• Task statement: Report each line of the records below that holds the word "original".
-- Data shown follows --
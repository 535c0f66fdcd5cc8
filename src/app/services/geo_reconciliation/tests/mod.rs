//! Tests for the geographic reconciliation engine

pub mod reconciler_tests;

use crate::app::services::geo_reconciliation::GeoColumns;
use crate::constants::columns;

pub use crate::app::models::fixtures::{contact_dataset, geo_row};

/// Geo columns at their documented positions
pub fn standard_geo_columns() -> GeoColumns {
    GeoColumns {
        state: columns::STATE,
        zip: columns::POSTAL_CODE,
        phone: columns::PHONE,
    }
}
use std::io::Write;
use std::path::Path;
use thiserror::Error;
use xxhash_rust::xxh3::xxh3_64;

/// The fundamental edit primitive: byte-span replacement with verification.
///
/// Section splices and rewritten matches both compile down to this primitive.
/// Intelligence lives in span acquisition (markers, patterns), not application.
#[derive(Debug, Clone, PartialEq, Eq)]
#[must_use = "Edit does nothing until applied"]
pub struct Edit {
    /// Starting byte offset (inclusive)
    pub byte_start: usize,
    /// Ending byte offset (exclusive)
    pub byte_end: usize,
    /// New text to put at [byte_start, byte_end)
    pub new_text: String,
    /// Verification of what we expect to find before applying
    pub expected_before: EditVerification,
}

/// Verification strategy for edit safety.
#[derive(Debug, Clone, PartialEq, Eq)]
pub enum EditVerification {
    /// Exact text match required
    ExactMatch(String),
    /// xxh3 hash of expected text (faster for large spans)
    Hash(u64),
}

impl EditVerification {
    /// Check if the provided text matches the verification criteria.
    pub fn matches(&self, text: &str) -> bool {
        match self {
            EditVerification::ExactMatch(expected) => text == expected,
            EditVerification::Hash(expected_hash) => xxh3_64(text.as_bytes()) == *expected_hash,
        }
    }

    /// Create verification from text, using hash for text over 1KB.
    ///
    /// Sections usually span whole functions, so most splices verify by hash.
    pub fn from_text(text: &str) -> Self {
        if text.len() > 1024 {
            EditVerification::Hash(xxh3_64(text.as_bytes()))
        } else {
            EditVerification::ExactMatch(text.to_string())
        }
    }
}

#[derive(Error, Debug)]
pub enum EditError {
    #[error("before-text verification failed at byte {byte_start}")]
    BeforeTextMismatch {
        byte_start: usize,
        byte_end: usize,
        expected: String,
        found: String,
    },

    #[error("invalid byte range: [{byte_start}, {byte_end}) in text of length {text_len}")]
    InvalidByteRange {
        byte_start: usize,
        byte_end: usize,
        text_len: usize,
    },

    #[error("overlapping edits at [{byte_start}, {byte_end})")]
    Overlap { byte_start: usize, byte_end: usize },

    #[error("invalid edit would create malformed UTF-8")]
    InvalidUtf8Edit,

    #[error("file I/O error: {0}")]
    Io(#[from] std::io::Error),
}

impl Edit {
    /// Create a new edit with automatic verification generation.
    pub fn new(
        byte_start: usize,
        byte_end: usize,
        new_text: impl Into<String>,
        expected_before: impl AsRef<str>,
    ) -> Self {
        Self {
            byte_start,
            byte_end,
            new_text: new_text.into(),
            expected_before: EditVerification::from_text(expected_before.as_ref()),
        }
    }

    /// Validate the edit against the current text.
    ///
    /// Returns the current text at [byte_start, byte_end) if validation succeeds.
    fn validate<'a>(&self, content: &'a str) -> Result<&'a str, EditError> {
        if self.byte_start > self.byte_end || self.byte_end > content.len() {
            return Err(EditError::InvalidByteRange {
                byte_start: self.byte_start,
                byte_end: self.byte_end,
                text_len: content.len(),
            });
        }

        let current = content
            .get(self.byte_start..self.byte_end)
            .ok_or(EditError::InvalidUtf8Edit)?;

        if !self.expected_before.matches(current) {
            return Err(EditError::BeforeTextMismatch {
                byte_start: self.byte_start,
                byte_end: self.byte_end,
                expected: format!("{:?}", self.expected_before),
                found: current.to_string(),
            });
        }

        Ok(current)
    }

    /// Apply this edit to `content`, returning the new text.
    pub fn apply_to(&self, content: &str) -> Result<String, EditError> {
        self.validate(content)?;

        let mut out = String::with_capacity(
            content.len() - (self.byte_end - self.byte_start) + self.new_text.len(),
        );
        out.push_str(&content[..self.byte_start]);
        out.push_str(&self.new_text);
        out.push_str(&content[self.byte_end..]);
        Ok(out)
    }

    /// Apply multiple edits to the same text in one pass.
    ///
    /// All edits are validated against the original text first. Edits are
    /// then sorted by byte_start descending and applied bottom-to-top to avoid
    /// offset invalidation.
    pub fn apply_batch(content: &str, mut edits: Vec<Edit>) -> Result<String, EditError> {
        if edits.is_empty() {
            return Ok(content.to_string());
        }

        for edit in &edits {
            edit.validate(content)?;
        }

        edits.sort_by(|a, b| {
            b.byte_start
                .cmp(&a.byte_start)
                .then(b.byte_end.cmp(&a.byte_end))
        });

        // For non-overlapping regions: earlier edit's end <= later edit's start.
        // Two insertions at the same offset are ambiguous and count as overlap.
        for window in edits.windows(2) {
            let (later, earlier) = (&window[0], &window[1]);
            if earlier.byte_end > later.byte_start || earlier.byte_start == later.byte_start {
                return Err(EditError::Overlap {
                    byte_start: earlier.byte_start,
                    byte_end: later.byte_end,
                });
            }
        }

        let mut new_content = content.to_string();
        for edit in &edits {
            new_content.replace_range(edit.byte_start..edit.byte_end, &edit.new_text);
        }

        Ok(new_content)
    }
}

/// Atomic file write: tempfile + fsync + rename.
///
/// Either the full write succeeds or the destination is untouched.
pub fn atomic_write(path: &Path, content: &[u8]) -> Result<(), EditError> {
    // Same directory keeps the rename on one filesystem
    let parent = match path.parent() {
        Some(parent) if !parent.as_os_str().is_empty() => parent,
        _ => Path::new("."),
    };

    let mut temp = tempfile::NamedTempFile::new_in(parent)?;
    temp.write_all(content)?;
    temp.as_file().sync_all()?;
    temp.persist(path).map_err(|e| e.error)?;

    Ok(())
}

#[cfg(test)]
mod tests {
    use super::*;
    use std::fs;

    #[test]
    fn test_edit_verification_exact_match() {
        let text = "hello world";
        let verify = EditVerification::ExactMatch(text.to_string());
        assert!(verify.matches(text));
        assert!(!verify.matches("hello"));
    }

    #[test]
    fn test_edit_verification_hash() {
        let text = "hello world";
        let verify = EditVerification::Hash(xxh3_64(text.as_bytes()));
        assert!(verify.matches(text));
        assert!(!verify.matches("goodbye world"));
    }

    #[test]
    fn test_edit_verification_from_text_large() {
        let text = "x".repeat(2000);
        assert!(matches!(
            EditVerification::from_text(&text),
            EditVerification::Hash(_)
        ));
        assert!(matches!(
            EditVerification::from_text("small"),
            EditVerification::ExactMatch(_)
        ));
    }

    #[test]
    fn test_edit_invalid_range() {
        let edit = Edit::new(5, 20, "replacement", "");
        let result = edit.apply_to("hello world");
        assert!(matches!(result, Err(EditError::InvalidByteRange { .. })));

        let inverted = Edit::new(10, 5, "replacement", "");
        let result = inverted.apply_to("hello world");
        assert!(matches!(result, Err(EditError::InvalidByteRange { .. })));
    }

    #[test]
    fn test_edit_splits_char_boundary() {
        // "é" is two bytes
        let edit = Edit::new(1, 2, "x", "");
        let result = edit.apply_to("é");
        assert!(matches!(result, Err(EditError::InvalidUtf8Edit)));
    }

    #[test]
    fn test_edit_before_text_mismatch() {
        let edit = Edit::new(0, 5, "HELLO", "howdy");
        let result = edit.apply_to("hello world");
        assert!(matches!(result, Err(EditError::BeforeTextMismatch { .. })));
    }

    #[test]
    fn test_batch_edits_same_text() {
        let content = "line1\nline2\nline3\n";
        let edits = vec![
            Edit::new(0, 5, "LINE1", "line1"),
            Edit::new(12, 17, "LINE3", "line3"),
            Edit::new(6, 11, "LINE2", "line2"),
        ];

        let out = Edit::apply_batch(content, edits).unwrap();
        assert_eq!(out, "LINE1\nLINE2\nLINE3\n");
    }

    #[test]
    fn test_batch_rejects_overlap() {
        let edits = vec![Edit::new(0, 5, "a", "hello"), Edit::new(3, 8, "b", "lo wo")];
        let result = Edit::apply_batch("hello world", edits);
        assert!(matches!(result, Err(EditError::Overlap { .. })));
    }

    #[test]
    fn test_atomic_write_integration() {
        let temp_dir = tempfile::tempdir().unwrap();
        let file_path = temp_dir.path().join("out.txt");
        fs::write(&file_path, b"original content").unwrap();

        atomic_write(&file_path, b"modified content").unwrap();

        assert_eq!(fs::read_to_string(&file_path).unwrap(), "modified content");
    }
}
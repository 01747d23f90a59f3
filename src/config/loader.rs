use crate::config::schema::{RuleTable, ValidationError};
use std::fmt;
use std::fs;
use std::path::{Path, PathBuf};
use walkdir::WalkDir;

#[derive(Debug)]
pub enum ConfigError {
    Io {
        path: PathBuf,
        source: std::io::Error,
    },
    Walk {
        path: PathBuf,
        source: walkdir::Error,
    },
    NoRuleFiles {
        path: PathBuf,
    },
    Toml {
        path: Option<PathBuf>,
        source: toml_edit::de::Error,
    },
    Validation {
        path: Option<PathBuf>,
        source: ValidationError,
    },
}

impl ConfigError {
    fn with_path(self, path: &Path) -> Self {
        let path = path.to_path_buf();
        match self {
            ConfigError::Toml { path: None, source } => ConfigError::Toml {
                path: Some(path),
                source,
            },
            ConfigError::Validation { path: None, source } => ConfigError::Validation {
                path: Some(path),
                source,
            },
            other => other,
        }
    }
}

impl fmt::Display for ConfigError {
    fn fmt(&self, f: &mut fmt::Formatter<'_>) -> fmt::Result {
        match self {
            ConfigError::Io { path, source } => {
                write!(
                    f,
                    "failed to read rule table from {}: {}",
                    path.display(),
                    source
                )
            }
            ConfigError::Walk { path, source } => {
                write!(f, "failed to scan {}: {}", path.display(), source)
            }
            ConfigError::NoRuleFiles { path } => {
                write!(f, "no .toml rule files found in {}", path.display())
            }
            ConfigError::Toml { path, source } => match path {
                Some(path) => write!(
                    f,
                    "failed to parse rule table TOML ({}): {}",
                    path.display(),
                    source
                ),
                None => write!(f, "failed to parse rule table TOML: {}", source),
            },
            ConfigError::Validation { path, source } => match path {
                Some(path) => write!(f, "invalid rule table ({}): {}", path.display(), source),
                None => write!(f, "invalid rule table: {}", source),
            },
        }
    }
}

impl std::error::Error for ConfigError {
    fn source(&self) -> Option<&(dyn std::error::Error + 'static)> {
        match self {
            ConfigError::Io { source, .. } => Some(source),
            ConfigError::Walk { source, .. } => Some(source),
            ConfigError::NoRuleFiles { .. } => None,
            ConfigError::Toml { source, .. } => Some(source),
            ConfigError::Validation { source, .. } => Some(source),
        }
    }
}

fn parse_str(input: &str) -> Result<RuleTable, ConfigError> {
    toml_edit::de::from_str(input).map_err(|source| ConfigError::Toml { path: None, source })
}

/// Parse and validate a rule table from TOML text.
pub fn load_from_str(input: &str) -> Result<RuleTable, ConfigError> {
    let table = parse_str(input)?;
    table
        .validate()
        .map_err(|source| ConfigError::Validation { path: None, source })?;
    Ok(table)
}

/// Load a rule table from a file, or from every `*.toml` directly inside a
/// directory (sorted by file name, merged in that order).
///
/// Relative `meta.source` / `meta.output` resolve against the file's parent
/// directory, or against the directory itself.
pub fn load_from_path(path: impl AsRef<Path>) -> Result<RuleTable, ConfigError> {
    let path = path.as_ref();

    if path.is_dir() {
        return load_from_dir(path);
    }

    let mut table = read_table(path)?;
    table
        .validate()
        .map_err(|source| ConfigError::Validation {
            path: Some(path.to_path_buf()),
            source,
        })?;
    table.base_dir = path.parent().map(Path::to_path_buf);
    Ok(table)
}

fn load_from_dir(dir: &Path) -> Result<RuleTable, ConfigError> {
    let files = discover_rule_files(dir)?;
    tracing::debug!(dir = %dir.display(), count = files.len(), "discovered rule files");

    let mut merged = RuleTable::default();
    for file in files {
        merged.merge(read_table(&file)?);
    }

    merged
        .validate()
        .map_err(|source| ConfigError::Validation {
            path: Some(dir.to_path_buf()),
            source,
        })?;
    merged.base_dir = Some(dir.to_path_buf());
    Ok(merged)
}

fn read_table(path: &Path) -> Result<RuleTable, ConfigError> {
    let contents = fs::read_to_string(path).map_err(|source| ConfigError::Io {
        path: path.to_path_buf(),
        source,
    })?;
    parse_str(&contents).map_err(|error| error.with_path(path))
}

/// All `*.toml` files directly inside `dir`, sorted.
pub fn discover_rule_files(dir: &Path) -> Result<Vec<PathBuf>, ConfigError> {
    let mut files = Vec::new();
    for entry in WalkDir::new(dir).max_depth(1) {
        let entry = entry.map_err(|source| ConfigError::Walk {
            path: dir.to_path_buf(),
            source,
        })?;
        if entry.file_type().is_file()
            && entry.path().extension().and_then(|s| s.to_str()) == Some("toml")
        {
            files.push(entry.path().to_path_buf());
        }
    }

    files.sort();

    if files.is_empty() {
        return Err(ConfigError::NoRuleFiles {
            path: dir.to_path_buf(),
        });
    }
    Ok(files)
}

impl RuleTable {
    /// Resolve a path from the rule table against its base directory.
    pub fn resolve_path(&self, relative: &str) -> PathBuf {
        let path = Path::new(relative);
        match &self.base_dir {
            Some(base) if path.is_relative() => base.join(path),
            _ => path.to_path_buf(),
        }
    }

    pub fn source_path(&self) -> Option<PathBuf> {
        self.meta.source.as_deref().map(|p| self.resolve_path(p))
    }

    pub fn output_path(&self) -> Option<PathBuf> {
        self.meta.output.as_deref().map(|p| self.resolve_path(p))
    }
}
//! Pattern rewriter - whitespace-tolerant locate and insert.
//!
//! Rules locate an anchor with a regex and rebuild each match from a template
//! that echoes the captured groups around newly inserted text. Two pattern
//! forms are supported:
//!
//! - **tokens**: literal source split into a `lead` and an `anchor`. Whitespace
//!   runs are flexible and `$$$` matches anything. The insertion goes between
//!   the lead and the whitespace gap before the anchor.
//! - **regex**: a raw pattern plus a `$1`/`${name}` template.
//!
//! Every rewritten match is turned into an [`Edit`] and the batch is applied
//! bottom-to-top, so a failed rewrite never leaves partial edits behind.

pub mod errors;
pub mod pattern;

pub use errors::RewriteError;
pub use pattern::{escape_template, tokens_regex};

use crate::cache;
use crate::edit::Edit;
use regex::{Captures, Regex};

/// Output of a rewrite pass.
#[derive(Debug, Clone, PartialEq, Eq)]
#[must_use = "Rewrite carries the new text and the match count"]
pub struct Rewrite {
    pub text: String,
    /// Number of matches rewritten (bounded by `max_replacements`)
    pub count: usize,
    /// Bytes added across all matches
    pub inserted: usize,
}

/// Rewrite up to `max_replacements` non-overlapping matches of `pattern`.
///
/// `max_replacements == 0` rewrites every match. When nothing matches the
/// input is returned unchanged with `count == 0`; that is not an error here.
pub fn rewrite(
    text: &str,
    pattern: &Regex,
    template: &str,
    max_replacements: usize,
) -> Result<Rewrite, RewriteError> {
    let limit = if max_replacements == 0 {
        usize::MAX
    } else {
        max_replacements
    };

    let mut edits = Vec::new();
    let mut inserted = 0;
    for caps in pattern.captures_iter(text).take(limit) {
        let Some(whole) = caps.get(0) else {
            continue;
        };

        let mut expansion = String::new();
        caps.expand(template, &mut expansion);
        check_preserved(pattern, &caps, &expansion)?;
        inserted += expansion.len().saturating_sub(whole.len());

        edits.push(Edit::new(
            whole.start(),
            whole.end(),
            expansion,
            whole.as_str(),
        ));
    }

    let count = edits.len();
    tracing::debug!(pattern = pattern.as_str(), count, inserted, "rewrite pass");
    if count == 0 {
        return Ok(Rewrite {
            text: text.to_string(),
            count,
            inserted,
        });
    }

    let text = Edit::apply_batch(text, edits)?;
    Ok(Rewrite {
        text,
        count,
        inserted,
    })
}

/// Every non-empty capture must reappear, unmodified and in order, in the
/// expansion, and the match may hold nothing but whitespace outside its
/// captures. Rules may only add text around what they matched.
fn check_preserved(
    pattern: &Regex,
    caps: &Captures<'_>,
    expansion: &str,
) -> Result<(), RewriteError> {
    let Some(whole) = caps.get(0) else {
        return Ok(());
    };

    let mut cursor = 0;
    // End of the last outermost group; nested groups are covered by it.
    let mut covered = whole.start();
    for (idx, name) in pattern.capture_names().enumerate().skip(1) {
        let Some(group) = caps.get(idx) else {
            continue;
        };
        if group.start() < covered {
            covered = covered.max(group.end());
            continue;
        }
        let between = &whole.as_str()[covered - whole.start()..group.start() - whole.start()];
        check_uncaptured(between)?;
        covered = group.end();

        if group.is_empty() {
            continue;
        }
        match expansion[cursor..].find(group.as_str()) {
            Some(pos) => cursor += pos + group.len(),
            None => {
                return Err(RewriteError::InsertionViolation {
                    group: name.map_or_else(|| idx.to_string(), str::to_string),
                    text: group.as_str().to_string(),
                })
            }
        }
    }
    check_uncaptured(&whole.as_str()[covered - whole.start()..])
}

/// Matched text outside every group is dropped by the expansion.
fn check_uncaptured(span: &str) -> Result<(), RewriteError> {
    if span.trim().is_empty() {
        Ok(())
    } else {
        Err(RewriteError::UncapturedText {
            text: span.to_string(),
        })
    }
}

/// A compiled locate pattern paired with its replacement template.
#[derive(Debug, Clone)]
pub struct Rewriter {
    regex: Regex,
    template: String,
}

impl Rewriter {
    /// Build a rewriter that inserts `insert` between `lead` and `anchor`.
    ///
    /// # Examples
    ///
    /// ```
    /// use anchor_patcher::rewrite::Rewriter;
    ///
    /// let rw = Rewriter::tokens("update(id);", "return", "\nlog(id);").unwrap();
    /// let out = rw.apply("update(id);\n  return", 1).unwrap();
    /// assert_eq!(out.text, "update(id);\nlog(id);\n  return");
    /// ```
    pub fn tokens(lead: &str, anchor: &str, insert: &str) -> Result<Self, RewriteError> {
        let source = tokens_regex(lead, anchor)?;
        let template = format!("${{lead}}{}${{gap}}${{anchor}}", escape_template(insert));
        Self::compile(&source, template)
    }

    /// Build a rewriter from a raw regex and a capture-echoing template.
    ///
    /// The pattern needs at least one capture group: a template can only
    /// reproduce matched text through its groups.
    pub fn regex(pattern: &str, template: &str) -> Result<Self, RewriteError> {
        let rewriter = Self::compile(pattern, template.to_string())?;
        if rewriter.regex.captures_len() < 2 {
            return Err(RewriteError::NoCaptureGroup {
                pattern: pattern.to_string(),
            });
        }
        Ok(rewriter)
    }

    fn compile(source: &str, template: String) -> Result<Self, RewriteError> {
        let regex = cache::get_or_compile(source).map_err(|source_err| {
            RewriteError::InvalidPattern {
                pattern: source.to_string(),
                source: source_err,
            }
        })?;
        Ok(Self { regex, template })
    }

    pub fn apply(&self, text: &str, max_replacements: usize) -> Result<Rewrite, RewriteError> {
        rewrite(text, &self.regex, &self.template, max_replacements)
    }

    pub fn is_match(&self, text: &str) -> bool {
        self.regex.is_match(text)
    }

    /// The compiled regex source.
    pub fn pattern(&self) -> &str {
        self.regex.as_str()
    }

    pub fn template(&self) -> &str {
        &self.template
    }
}

#[cfg(test)]
mod tests {
    use super::*;

    const LOGIN: &str = r#"    // update last login
    await c.env.DB.prepare(
      'UPDATE users SET last_login_at = CURRENT_TIMESTAMP WHERE id = ?'
    ).bind(user.id).run();

    // create JWT
    const token = sign(user);
"#;

    #[test]
    fn test_tokens_insert_before_anchor() {
        let rw = Rewriter::tokens(
            "await c.env.DB.prepare( 'UPDATE users SET last_login_at = CURRENT_TIMESTAMP WHERE id = ?' ).bind(user.id).run();",
            "// create JWT",
            "\n\n    await logUserLogin(user.id);",
        )
        .unwrap();

        let out = rw.apply(LOGIN, 1).unwrap();
        assert_eq!(out.count, 1);
        assert_eq!(out.inserted, "\n\n    await logUserLogin(user.id);".len());
        assert!(out
            .text
            .contains(".run();\n\n    await logUserLogin(user.id);\n\n    // create JWT"));
        assert_eq!(out.text.replace("\n\n    await logUserLogin(user.id);", ""), LOGIN);
    }

    #[test]
    fn test_tokens_whitespace_flexible() {
        let rw = Rewriter::tokens("foo( a, b );", "", "\nbar();").unwrap();
        let out = rw.apply("foo(\n   a,\n   b\n);", 1).unwrap();
        assert_eq!(out.count, 1);
        assert_eq!(out.text, "foo(\n   a,\n   b\n);\nbar();");
    }

    #[test]
    fn test_tokens_word_gap_requires_whitespace() {
        let rw = Rewriter::tokens("} else {", "", " x").unwrap();
        assert!(rw.is_match("}\n  else  {"));
        let keyword = Rewriter::tokens("return value;", "", " x").unwrap();
        assert!(!keyword.is_match("returnvalue;"));
    }

    #[test]
    fn test_tokens_never_insert_mid_identifier() {
        let rw = Rewriter::tokens("let total = count", "", "; log()").unwrap();
        let out = rw.apply("let total = counter;", 1).unwrap();
        assert_eq!(out.count, 0);
        assert_eq!(out.text, "let total = counter;");

        let rw = Rewriter::tokens("return", "value", " X ").unwrap();
        assert!(!rw.is_match("returnvalue;"));
        let out = rw.apply("return value;", 1).unwrap();
        assert_eq!(out.text, "return X  value;");
    }

    #[test]
    fn test_tokens_wildcard_spans_lines() {
        let rw = Rewriter::tokens("// admin lookup $$$ .run();", "// create JWT", "\nlog();")
            .unwrap();
        let doc = "// admin lookup\nconst u = 1;\nawait q.run();\n// create JWT\n";
        let out = rw.apply(doc, 1).unwrap();
        assert_eq!(
            out.text,
            "// admin lookup\nconst u = 1;\nawait q.run();\nlog();\n// create JWT\n"
        );
    }

    #[test]
    fn test_tokens_dollar_in_insert_is_literal() {
        let rw = Rewriter::tokens("a;", "", " cost = `$1 ${x}`;").unwrap();
        let out = rw.apply("a;", 1).unwrap();
        assert_eq!(out.text, "a; cost = `$1 ${x}`;");
    }

    #[test]
    fn test_tokens_regex_metachars_are_literal() {
        let rw = Rewriter::tokens("x.bind(?)", "", "!").unwrap();
        assert!(!rw.is_match("xAbind(?)"));
        assert!(rw.is_match("x.bind(?)"));
    }

    #[test]
    fn test_empty_tokens_rejected() {
        assert!(matches!(
            Rewriter::tokens("  ", "", "x"),
            Err(RewriteError::EmptyPattern)
        ));
    }

    #[test]
    fn test_first_match_only() {
        let rw = Rewriter::tokens("step();", "", "\nlog();").unwrap();
        let out = rw.apply("step();\nstep();\n", 1).unwrap();
        assert_eq!(out.count, 1);
        assert_eq!(out.text, "step();\nlog();\nstep();\n");
    }

    #[test]
    fn test_unbounded_replacements() {
        let rw = Rewriter::tokens("step();", "", "\nlog();").unwrap();
        let out = rw.apply("step();\nstep();\n", 0).unwrap();
        assert_eq!(out.count, 2);
        assert_eq!(out.text, "step();\nlog();\nstep();\nlog();\n");
    }

    #[test]
    fn test_no_match_is_identity() {
        let rw = Rewriter::tokens("missing();", "", "\nlog();").unwrap();
        let out = rw.apply(LOGIN, 1).unwrap();
        assert_eq!(out.count, 0);
        assert_eq!(out.text, LOGIN);
    }

    #[test]
    fn test_regex_template_echoes_groups() {
        let rw = Rewriter::regex(r"(user = load\(\);)\s+(\})", "$1\n  log(user);\n$2").unwrap();
        let out = rw.apply("if (x) {\n  user = load();\n}", 1).unwrap();
        assert_eq!(out.text, "if (x) {\n  user = load();\n  log(user);\n}");
    }

    #[test]
    fn test_regex_template_dropping_group_is_rejected() {
        let rw = Rewriter::regex(r"(a)(b)", "${1}X").unwrap();
        let err = rw.apply("ab", 1).unwrap_err();
        assert!(matches!(err, RewriteError::InsertionViolation { ref group, .. } if group == "2"));
    }

    #[test]
    fn test_regex_template_reordering_is_rejected() {
        let rw = Rewriter::regex(r"(?P<first>a)(?P<second>b)", "${second}${first}").unwrap();
        let err = rw.apply("ab", 1).unwrap_err();
        assert!(matches!(err, RewriteError::InsertionViolation { .. }));
    }

    #[test]
    fn test_regex_without_groups_is_rejected() {
        let err = Rewriter::regex(r"await verifyPassword\(user\);", "log();").unwrap_err();
        assert!(matches!(err, RewriteError::NoCaptureGroup { .. }));
    }

    #[test]
    fn test_uncaptured_code_cannot_be_dropped() {
        let rw = Rewriter::regex(r"await verifyPassword\(user\);\s*(return ok;)", "log();\n$1")
            .unwrap();
        let doc = "await verifyPassword(user);\nreturn ok;\n";
        let err = rw.apply(doc, 1).unwrap_err();
        assert!(matches!(
            err,
            RewriteError::UncapturedText { ref text } if text.starts_with("await verifyPassword")
        ));
    }

    #[test]
    fn test_groupless_pattern_rejected_by_rewrite() {
        let re = Regex::new(r"verify\(\);").unwrap();
        let err = rewrite("verify();", &re, "", 1).unwrap_err();
        assert!(matches!(err, RewriteError::UncapturedText { .. }));
    }

    #[test]
    fn test_uncaptured_whitespace_may_change() {
        let rw = Rewriter::regex(r"(a;)\s+(b;)", "$1 log(); $2").unwrap();
        let out = rw.apply("a;\n\n b;", 1).unwrap();
        assert_eq!(out.text, "a; log(); b;");
    }

    #[test]
    fn test_nested_groups_are_preserved_once() {
        let rw = Rewriter::regex(r"((x)\.run\(\);)", "$1 log();").unwrap();
        let out = rw.apply("x.run();", 1).unwrap();
        assert_eq!(out.text, "x.run(); log();");
    }

    #[test]
    fn test_invalid_regex() {
        assert!(matches!(
            Rewriter::regex("(unclosed", "$1"),
            Err(RewriteError::InvalidPattern { .. })
        ));
    }
}
//! Thread-local compilation cache for locate patterns.
//!
//! Parameterized rules compile the same shape once per area, and re-runs
//! compile the same table again. Compiled regexes are cached by source text.
//! Cache is capped at 256 entries; when full it is cleared and rebuilt on demand.

use regex::Regex;
use std::cell::RefCell;
use std::collections::HashMap;

const MAX_CACHE_ENTRIES: usize = 256;

thread_local! {
    static PATTERN_CACHE: RefCell<HashMap<String, Regex>> = RefCell::new(HashMap::new());
}

/// Get a compiled regex from cache, or compile and cache it.
///
/// `Regex` clones share the compiled program, so hits are cheap.
pub fn get_or_compile(pattern: &str) -> Result<Regex, regex::Error> {
    PATTERN_CACHE.with(|cache| {
        let mut cache = cache.borrow_mut();

        if let Some(re) = cache.get(pattern) {
            return Ok(re.clone());
        }

        if cache.len() >= MAX_CACHE_ENTRIES {
            cache.clear();
        }

        let compiled = Regex::new(pattern)?;
        cache.insert(pattern.to_string(), compiled.clone());
        Ok(compiled)
    })
}

/// Clear the pattern cache (mainly for testing).
pub fn clear_cache() {
    PATTERN_CACHE.with(|cache| cache.borrow_mut().clear());
}

/// Number of cached patterns on this thread.
pub fn cache_size() -> usize {
    PATTERN_CACHE.with(|cache| cache.borrow().len())
}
-- Data shown concluded --
• Answer to the exercise:
    /// All edits are validated against the original text first. Edits are
        fs::write(&file_path, b"original content").unwrap();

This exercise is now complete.